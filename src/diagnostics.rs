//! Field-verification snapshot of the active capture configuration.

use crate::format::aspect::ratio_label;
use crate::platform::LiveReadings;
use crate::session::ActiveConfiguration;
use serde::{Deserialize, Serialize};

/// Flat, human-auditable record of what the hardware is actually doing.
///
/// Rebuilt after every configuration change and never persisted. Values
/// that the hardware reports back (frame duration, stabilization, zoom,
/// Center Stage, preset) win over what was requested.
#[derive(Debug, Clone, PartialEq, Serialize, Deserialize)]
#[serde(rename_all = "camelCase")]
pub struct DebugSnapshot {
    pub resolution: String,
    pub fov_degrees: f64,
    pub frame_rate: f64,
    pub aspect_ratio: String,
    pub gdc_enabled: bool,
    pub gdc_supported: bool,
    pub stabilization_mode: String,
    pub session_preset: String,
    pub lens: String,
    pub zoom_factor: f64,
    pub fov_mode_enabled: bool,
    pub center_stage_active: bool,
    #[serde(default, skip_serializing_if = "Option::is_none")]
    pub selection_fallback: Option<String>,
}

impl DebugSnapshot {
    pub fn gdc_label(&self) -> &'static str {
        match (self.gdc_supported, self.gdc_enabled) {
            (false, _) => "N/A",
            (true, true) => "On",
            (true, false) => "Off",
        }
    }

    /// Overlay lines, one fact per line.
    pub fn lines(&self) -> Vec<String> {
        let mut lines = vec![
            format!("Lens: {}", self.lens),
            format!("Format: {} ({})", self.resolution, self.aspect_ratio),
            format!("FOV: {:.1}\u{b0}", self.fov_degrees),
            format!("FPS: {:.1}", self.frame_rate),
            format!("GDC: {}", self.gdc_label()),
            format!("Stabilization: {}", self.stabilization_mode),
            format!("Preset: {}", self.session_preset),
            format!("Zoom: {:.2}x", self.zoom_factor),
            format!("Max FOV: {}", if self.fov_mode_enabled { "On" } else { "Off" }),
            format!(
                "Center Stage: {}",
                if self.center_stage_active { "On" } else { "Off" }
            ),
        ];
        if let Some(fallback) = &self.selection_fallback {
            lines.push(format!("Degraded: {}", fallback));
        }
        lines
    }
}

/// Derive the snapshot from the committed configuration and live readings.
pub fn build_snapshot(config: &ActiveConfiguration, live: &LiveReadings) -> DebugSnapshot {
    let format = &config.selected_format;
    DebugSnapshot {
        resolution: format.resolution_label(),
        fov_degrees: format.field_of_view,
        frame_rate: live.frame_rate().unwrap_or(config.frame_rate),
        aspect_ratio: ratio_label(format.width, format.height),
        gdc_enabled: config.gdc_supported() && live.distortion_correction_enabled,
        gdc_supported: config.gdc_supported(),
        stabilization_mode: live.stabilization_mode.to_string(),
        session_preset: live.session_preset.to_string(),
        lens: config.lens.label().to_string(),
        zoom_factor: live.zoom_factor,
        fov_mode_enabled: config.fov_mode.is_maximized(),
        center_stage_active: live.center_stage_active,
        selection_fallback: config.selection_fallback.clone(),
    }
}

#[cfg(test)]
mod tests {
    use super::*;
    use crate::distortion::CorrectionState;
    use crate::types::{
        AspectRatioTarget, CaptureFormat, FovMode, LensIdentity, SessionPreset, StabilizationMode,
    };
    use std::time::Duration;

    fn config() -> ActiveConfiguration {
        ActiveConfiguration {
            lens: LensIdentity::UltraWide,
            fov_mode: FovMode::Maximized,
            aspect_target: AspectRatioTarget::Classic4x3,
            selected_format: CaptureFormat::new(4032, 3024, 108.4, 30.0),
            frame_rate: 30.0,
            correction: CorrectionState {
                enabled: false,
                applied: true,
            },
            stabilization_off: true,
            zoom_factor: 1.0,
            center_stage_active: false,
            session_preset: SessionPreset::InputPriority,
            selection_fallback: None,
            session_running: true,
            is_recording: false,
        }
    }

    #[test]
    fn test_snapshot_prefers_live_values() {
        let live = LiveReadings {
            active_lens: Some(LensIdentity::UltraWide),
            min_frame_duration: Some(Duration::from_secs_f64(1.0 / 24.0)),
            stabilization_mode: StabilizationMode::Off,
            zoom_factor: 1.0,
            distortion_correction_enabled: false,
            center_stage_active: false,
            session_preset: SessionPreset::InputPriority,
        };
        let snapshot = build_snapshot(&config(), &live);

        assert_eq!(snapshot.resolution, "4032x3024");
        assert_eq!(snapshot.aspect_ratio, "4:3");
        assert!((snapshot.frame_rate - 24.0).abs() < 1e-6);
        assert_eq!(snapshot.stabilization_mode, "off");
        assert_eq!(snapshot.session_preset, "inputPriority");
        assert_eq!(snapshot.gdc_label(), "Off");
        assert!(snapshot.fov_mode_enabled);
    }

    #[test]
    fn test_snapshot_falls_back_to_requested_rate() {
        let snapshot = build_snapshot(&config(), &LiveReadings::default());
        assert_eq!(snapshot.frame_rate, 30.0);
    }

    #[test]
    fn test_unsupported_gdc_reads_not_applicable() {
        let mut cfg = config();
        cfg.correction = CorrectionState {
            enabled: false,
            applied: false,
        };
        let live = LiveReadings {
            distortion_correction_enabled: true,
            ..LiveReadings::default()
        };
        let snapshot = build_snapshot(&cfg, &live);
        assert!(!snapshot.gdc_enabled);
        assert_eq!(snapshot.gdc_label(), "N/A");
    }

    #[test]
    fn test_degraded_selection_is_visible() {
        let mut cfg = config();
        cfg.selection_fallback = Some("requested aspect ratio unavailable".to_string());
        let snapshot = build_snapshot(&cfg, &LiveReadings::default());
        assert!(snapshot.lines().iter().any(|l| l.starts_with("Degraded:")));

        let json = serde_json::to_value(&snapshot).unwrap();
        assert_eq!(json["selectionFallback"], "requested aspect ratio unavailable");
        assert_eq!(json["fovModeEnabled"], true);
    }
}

## TASK DIRECTIONS:
Print again each line of the listing above, exactly as it appears.

## TASK ANSWER:
filename src/diagnostics.rs
//! Field-verification snapshot of the active capture configuration.

use crate::format::aspect::ratio_label;
use crate::platform::LiveReadings;
use crate::session::ActiveConfiguration;
use serde::{Deserialize, Serialize};

/// Flat, human-auditable record of what the hardware is actually doing.
///
/// Rebuilt after every configuration change and never persisted. Values
/// that the hardware reports back (frame duration, stabilization, zoom,
/// Center Stage, preset) win over what was requested.
#[derive(Debug, Clone, PartialEq, Serialize, Deserialize)]
#[serde(rename_all = "camelCase")]
pub struct DebugSnapshot {
    pub resolution: String,
    pub fov_degrees: f64,
    pub frame_rate: f64,
    pub aspect_ratio: String,
    pub gdc_enabled: bool,
    pub gdc_supported: bool,
    pub stabilization_mode: String,
    pub session_preset: String,
    pub lens: String,
    pub zoom_factor: f64,
    pub fov_mode_enabled: bool,
    pub center_stage_active: bool,
    #[serde(default, skip_serializing_if = "Option::is_none")]
    pub selection_fallback: Option<String>,
}

impl DebugSnapshot {
    pub fn gdc_label(&self) -> &'static str {
        match (self.gdc_supported, self.gdc_enabled) {
            (false, _) => "N/A",
            (true, true) => "On",
            (true, false) => "Off",
        }
    }

    /// Overlay lines, one fact per line.
    pub fn lines(&self) -> Vec<String> {
        let mut lines = vec![
            format!("Lens: {}", self.lens),
            format!("Format: {} ({})", self.resolution, self.aspect_ratio),
            format!("FOV: {:.1}\u{b0}", self.fov_degrees),
            format!("FPS: {:.1}", self.frame_rate),
            format!("GDC: {}", self.gdc_label()),
            format!("Stabilization: {}", self.stabilization_mode),
            format!("Preset: {}", self.session_preset),
            format!("Zoom: {:.2}x", self.zoom_factor),
            format!("Max FOV: {}", if self.fov_mode_enabled { "On" } else { "Off" }),
            format!(
                "Center Stage: {}",
                if self.center_stage_active { "On" } else { "Off" }
            ),
        ];
        if let Some(fallback) = &self.selection_fallback {
            lines.push(format!("Degraded: {}", fallback));
        }
        lines
    }
}

/// Derive the snapshot from the committed configuration and live readings.
pub fn build_snapshot(config: &ActiveConfiguration, live: &LiveReadings) -> DebugSnapshot {
    let format = &config.selected_format;
    DebugSnapshot {
        resolution: format.resolution_label(),
        fov_degrees: format.field_of_view,
        frame_rate: live.frame_rate().unwrap_or(config.frame_rate),
        aspect_ratio: ratio_label(format.width, format.height),
        gdc_enabled: config.gdc_supported() && live.distortion_correction_enabled,
        gdc_supported: config.gdc_supported(),
        stabilization_mode: live.stabilization_mode.to_string(),
        session_preset: live.session_preset.to_string(),
        lens: config.lens.label().to_string(),
        zoom_factor: live.zoom_factor,
        fov_mode_enabled: config.fov_mode.is_maximized(),
        center_stage_active: live.center_stage_active,
        selection_fallback: config.selection_fallback.clone(),
    }
}

#[cfg(test)]
mod tests {
    use super::*;
    use crate::distortion::CorrectionState;
    use crate::types::{
        AspectRatioTarget, CaptureFormat, FovMode, LensIdentity, SessionPreset, StabilizationMode,
    };
    use std::time::Duration;

    fn config() -> ActiveConfiguration {
        ActiveConfiguration {
            lens: LensIdentity::UltraWide,
            fov_mode: FovMode::Maximized,
            aspect_target: AspectRatioTarget::Classic4x3,
            selected_format: CaptureFormat::new(4032, 3024, 108.4, 30.0),
            frame_rate: 30.0,
            correction: CorrectionState {
                enabled: false,
                applied: true,
            },
            stabilization_off: true,
            zoom_factor: 1.0,
            center_stage_active: false,
            session_preset: SessionPreset::InputPriority,
            selection_fallback: None,
            session_running: true,
            is_recording: false,
        }
    }

    #[test]
    fn test_snapshot_prefers_live_values() {
        let live = LiveReadings {
            active_lens: Some(LensIdentity::UltraWide),
            min_frame_duration: Some(Duration::from_secs_f64(1.0 / 24.0)),
            stabilization_mode: StabilizationMode::Off,
            zoom_factor: 1.0,
            distortion_correction_enabled: false,
            center_stage_active: false,
            session_preset: SessionPreset::InputPriority,
        };
        let snapshot = build_snapshot(&config(), &live);

        assert_eq!(snapshot.resolution, "4032x3024");
        assert_eq!(snapshot.aspect_ratio, "4:3");
        assert!((snapshot.frame_rate - 24.0).abs() < 1e-6);
        assert_eq!(snapshot.stabilization_mode, "off");
        assert_eq!(snapshot.session_preset, "inputPriority");
        assert_eq!(snapshot.gdc_label(), "Off");
        assert!(snapshot.fov_mode_enabled);
    }

    #[test]
    fn test_snapshot_falls_back_to_requested_rate() {
        let snapshot = build_snapshot(&config(), &LiveReadings::default());
        assert_eq!(snapshot.frame_rate, 30.0);
    }

    #[test]
    fn test_unsupported_gdc_reads_not_applicable() {
        let mut cfg = config();
        cfg.correction = CorrectionState {
            enabled: false,
            applied: false,
        };
        let live = LiveReadings {
            distortion_correction_enabled: true,
            ..LiveReadings::default()
        };
        let snapshot = build_snapshot(&cfg, &live);
        assert!(!snapshot.gdc_enabled);
        assert_eq!(snapshot.gdc_label(), "N/A");
    }

    #[test]
    fn test_degraded_selection_is_visible() {
        let mut cfg = config();
        cfg.selection_fallback = Some("requested aspect ratio unavailable".to_string());
        let snapshot = build_snapshot(&cfg, &LiveReadings::default());
        assert!(snapshot.lines().iter().any(|l| l.starts_with("Degraded:")));

        let json = serde_json::to_value(&snapshot).unwrap();
        assert_eq!(json["selectionFallback"], "requested aspect ratio unavailable");
        assert_eq!(json["fovModeEnabled"], true);
    }
}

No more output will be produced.